Que faire et que dire face à l’horreur des attentats du 13 novembre 2015 ? Echos pédagogiques d’un événement qui bouleverse les émotions et les valeurs ….
Voltaire encore ? La pédagogie toujours ?
Contre l’obscurantisme, l’intolérance et le fanatisme, relire l’auteur de Candide ? Face à l’horreur, cultiver pédagogiquement son jardin littéraire ? Devant les usages stupides ou indécents d’internet, enseigner à penser avant de publier ? De façon originale, c’est via Twitter que les lycéens de Caroline Duret et Corinne Jacomme, professeures à l’Institut International de Lancy, ont sillonné le célèbre conte de Voltaire. Le jeu de rôles et d’écriture mène à une savoureuse appropriation de l’œuvre du philosophe des Lumières et d’un esprit de dérision plus que jamais nécessaire. Un urgent rappel à la raison peut alors résonner à nouveau : « La seule philosophie, cette sœur de la religion, a désarmé des mains que la superstition avait si longtemps ensanglantées …»
Afin de mener à bien le projet pédagogique de twittérature, différents comptes ont été créés pour les personnages principaux du conte, dont les élèves retracent l’itinéraire et éclairent le point de vue sur le monde : Candide, Cunégonde, Pangloss, Martin. Des comptes Twitter ont aussi été ouverts pour donner la parole à l’auteur, au narrateur, à la classe des lecteurs et même à une agence de communication autour du projet ! Identification et distanciation : peu à peu se tissent une vivante paraphrase du récit et une authentique réflexion sur ses enjeux. Et Twitter bruisse alors d’« une conversation vive et élégante, à la mesure de l’esprit qui animait les salons des Lumières. » Avec l’ironie comme manifestation de l’esprit critique, ce qu’illustre délicieusement l’ultime tweet du bavard précepteur Pangloss : « Je trouve que 140 caractères ne sont pas suffisants pour s’exprimer. Comment font ceux qui ont envie de m’écouter ? »

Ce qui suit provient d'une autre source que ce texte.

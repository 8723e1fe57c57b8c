//! Persistent records of the finance tracker and the repository functions
//! that read and write them.

pub mod entities;
pub mod period;
pub mod repository;

pub use entities::category::Category;
pub use period::PeriodFilter;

Le recueil des tweets, intitulé « Si Candide m’était tweeté », peut être parcouru en ligne : il permet de cheminer avec les élèves dans l’œuvre pour partager leur compréhension et leur plaisir du texte. Un travail édifiant.
Le recueil des tweets (à lire à l’envers) :
http://issuu.com/fragments_savoureux/docs/candide-tweet__
Présentation du projet :
http://www.iil.ch/blog/lire-candide-autrement/
Caroline Duret dans le Café :
D’autres travaux créatifs sur Candide par les élèves de Françoise Cahen :
http://www.weblettres.net/blogs/?w=or
D’autres travaux créatifs sur Candide par les lycéens d’i-voix :
http://fr.calameo.com/read/0001148462ba867650539
Une adaptation contemporaine de Candide :
http://toutvapourlemieux.wifeo.com/
Une autre expérience de twittérature dans le Café :
Pour que les valeurs des Lumières nous éclairent
Les valeurs de la philosophie des Lumières ne sont jamais aussi précieuses que lorsqu’on cherche à les détruire. Pour les faire vivre encore mieux à l’Ecole, on pourra s’appuyer avec profit sur un document pédagogique en ligne qui propose d’intéressantes ressources, prévues pour le lycée professionnel et transférables dans bien des niveaux. « Les interrogations des philosophes des Lumières, leurs idées (avec leurs nuances) ont, pour partie, défini des valeurs sur lesquelles se fonde notre démocratie aujourd’hui : égalité des citoyens, foi dans le progrès et confiance dans la raison, idéal universaliste, liberté des individus… » : le document propose ainsi de nombreuses pistes pour mettre les idées et les œuvres du 18ème en relation avec débats et textes actuels.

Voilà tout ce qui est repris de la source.